Review by Ian Keogh
The Field opens with a man in nothing but his underpants hiding in a wheat field from a group of armed men. He doesn’t know why he’s there, nor even who he is, never mind who he can trust. On that score it’s surely not the fornicating, murdering, violent guy who claims to have found a loophole for his un-Christian practices and is being chased by a biker gang.
Over the opening dozen pages Ed Brisson and Simon Roy set up a horrifying sequence of events. Imagine it’s you amnesiac in that field, then being taken to one apocalyptic location after another with no idea why. Roy delivers that sense of ignorance exceptionally well, using two different styles as seen on the sample spread, both influenced by Richard Corben, yet neither slavishly imitating his distinctive work. He populates the remote world with one set of human horrors after another, filling the pages with chaos and confusion.

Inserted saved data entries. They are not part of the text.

//! Decoding of the `{data, error}` envelope the Jasper API wraps responses in.

use serde::de::DeserializeOwned;
use serde::Deserialize;
use serde_json::Value;

/// Outcome of one Jasper API call, typed per endpoint.
#[derive(Debug, Clone, PartialEq)]
pub enum ApiResponse<T> {
    /// `data` was present and had the expected shape.
    Success(T),
    /// The envelope carried a non-null `error`.
    Failure { message: String, raw: Value },
    /// A JSON body arrived but `data` was missing or had another shape.
    Unexpected(Value),
    /// The API answered without JSON content (for example `204 No Content`).
    NoContent,
}

impl<T: DeserializeOwned> ApiResponse<T> {
    /// Classify a raw response body returned by the transport.
    pub fn from_body(body: Option<Value>) -> Self {
        let Some(raw) = body else {
            return Self::NoContent;
        };

        if let Some(message) = envelope_error(&raw) {
            return Self::Failure { message, raw };
        }

        match raw.get("data").filter(|data| !data.is_null()) {
            Some(data) => match T::deserialize(data) {
                Ok(data) => Self::Success(data),
                Err(e) => {
                    tracing::debug!(error = %e, "Jasper API data did not match the expected shape");
                    Self::Unexpected(raw)
                }
            },
            None => Self::Unexpected(raw),
        }
    }
}

/// Error message carried by the envelope, if any.
///
/// `null`, `false` and the empty string all mean "no error".
fn envelope_error(raw: &Value) -> Option<String> {
    match raw.get("error")? {
        Value::Null | Value::Bool(false) => None,
        Value::String(message) if message.is_empty() => None,
        Value::String(message) => Some(message.clone()),
        other => Some(other.to_string()),
    }
}
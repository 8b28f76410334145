//! Main client for the Jasper SDK.

use crate::api::*;
use crate::config::{ClientConfig, DEFAULT_BASE_URL};
use crate::error::JasperResult;
use crate::transport::HttpTransport;
use std::sync::Arc;
use std::time::Duration;
use url::Url;

/// Main client for interacting with the Jasper API.
#[derive(Debug, Clone)]
pub struct JasperClient {
    config: Arc<ClientConfig>,
    pub(crate) http: HttpTransport,
}

impl JasperClient {
    /// Create a new client builder.
    pub fn builder() -> JasperClientBuilder {
        JasperClientBuilder::new()
    }

    /// Create a client from configuration.
    pub fn from_config(config: ClientConfig) -> JasperResult<Self> {
        let config = Arc::new(config);
        let http = HttpTransport::new(config.clone())?;

        Ok(Self { config, http })
    }

    /// The configuration this client was built with.
    pub fn config(&self) -> &ClientConfig {
        &self.config
    }

    /// Get the styles API.
    pub fn styles(&self) -> StylesApi<'_> {
        StylesApi::new(self)
    }

    /// Get the tones (brand voices) API.
    pub fn tones(&self) -> TonesApi<'_> {
        TonesApi::new(self)
    }

    /// Get the audiences API.
    pub fn audiences(&self) -> AudiencesApi<'_> {
        AudiencesApi::new(self)
    }

    /// Get the command (content generation) API.
    pub fn commands(&self) -> CommandApi<'_> {
        CommandApi::new(self)
    }

    /// Get the knowledge base API.
    pub fn knowledge(&self) -> KnowledgeApi<'_> {
        KnowledgeApi::new(self)
    }
}

/// Builder for creating a JasperClient.
pub struct JasperClientBuilder {
    base_url: String,
    api_key: Option<String>,
    timeout: Option<Duration>,
}

impl JasperClientBuilder {
    /// Create a new builder pointing at the production API.
    pub fn new() -> Self {
        Self {
            base_url: DEFAULT_BASE_URL.to_string(),
            api_key: None,
            timeout: None,
        }
    }

    /// Set the base URL of the Jasper API.
    pub fn base_url(mut self, url: impl Into<String>) -> Self {
        self.base_url = url.into();
        self
    }

    /// Set the API key for authentication.
    pub fn api_key(mut self, key: impl Into<String>) -> Self {
        self.api_key = Some(key.into());
        self
    }

    /// Set the request timeout.
    pub fn timeout(mut self, timeout: Duration) -> Self {
        self.timeout = Some(timeout);
        self
    }

    /// Build the client.
    pub fn build(self) -> JasperResult<JasperClient> {
        let base_url = Url::parse(&self.base_url)?;

        let config = ClientConfig {
            base_url,
            api_key: self.api_key,
            timeout: self.timeout,
        };

        JasperClient::from_config(config)
    }
}

impl Default for JasperClientBuilder {
    fn default() -> Self {
        Self::new()
    }
}
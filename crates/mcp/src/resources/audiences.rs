use super::{encode_component, render_collection, slugify, Resource};
use crate::protocol::{ReadResourceResult, ResourceContents, ResourceSchema, ResourceTemplate};
use jasper_sdk::{Audience, JasperClient};

const NAME: &str = "jasper-audiences";
const BASE_URI: &str = "jasper://audiences";

/// Audiences as `jasper://audiences/{slug}` items.
pub struct AudiencesResource {
    client: JasperClient,
}

impl AudiencesResource {
    pub fn new(client: JasperClient) -> Self {
        Self { client }
    }
}

/// URI of one audience, e.g. `Finance Team` becomes `jasper://audiences/finance-team`.
pub fn audience_uri(name: &str) -> String {
    format!("{}/{}", BASE_URI, encode_component(&slugify(name)))
}

fn to_contents(audiences: Vec<Audience>) -> Vec<ResourceContents> {
    audiences
        .into_iter()
        .map(|audience| {
            let mut text = format!("Audience: {}\nID: {}", audience.name, audience.id);
            if let Some(description) = &audience.description {
                text.push_str(&format!("\nDescription: {}", description));
            }

            ResourceContents::text(audience_uri(&audience.name), text)
                .with_meta(serde_json::json!({ "audienceId": audience.id }))
        })
        .collect()
}

#[async_trait::async_trait]
impl Resource for AudiencesResource {
    fn schema(&self) -> ResourceSchema {
        ResourceSchema {
            uri: BASE_URI.to_string(),
            name: NAME.to_string(),
            description: "Audiences belonging to the Jasper account".to_string(),
            mime_type: "text/plain".to_string(),
        }
    }

    fn template(&self) -> ResourceTemplate {
        ResourceTemplate {
            uri_template: format!("{}/{{slug}}", BASE_URI),
            name: "jasper-audience".to_string(),
            description: "A single Jasper audience by the slug of its name".to_string(),
            mime_type: "text/plain".to_string(),
        }
    }

    async fn read(&self, uri: &str) -> ReadResourceResult {
        let response = self.client.audiences().list().await;
        render_collection(NAME, BASE_URI, uri, response, to_contents)
    }
}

Brisson is the good cop creator, disclosing before halfway what it is the man can’t remember. He has a mission, and if he doesn’t succeed what he’s been witnessing will be the new normal. Into that Brisson throws in more and more complications. What starts as the horror of isolation and the unknown eventually grows to encompass a group of Star Trek cosplayers slashing their way through the disintegration with weapons from the TV show. The pace never lets up, each revelation followed by several more violent acts, and the plot is eventually revealed as clever, if basic. There’s a way to resolve everything, but how many of us would have the courage to take it?
Horror stories can be too obvious, so it’s refreshing to read something that provides the full dose of illicit thrills along with buckets of blood, yet still has something original to it.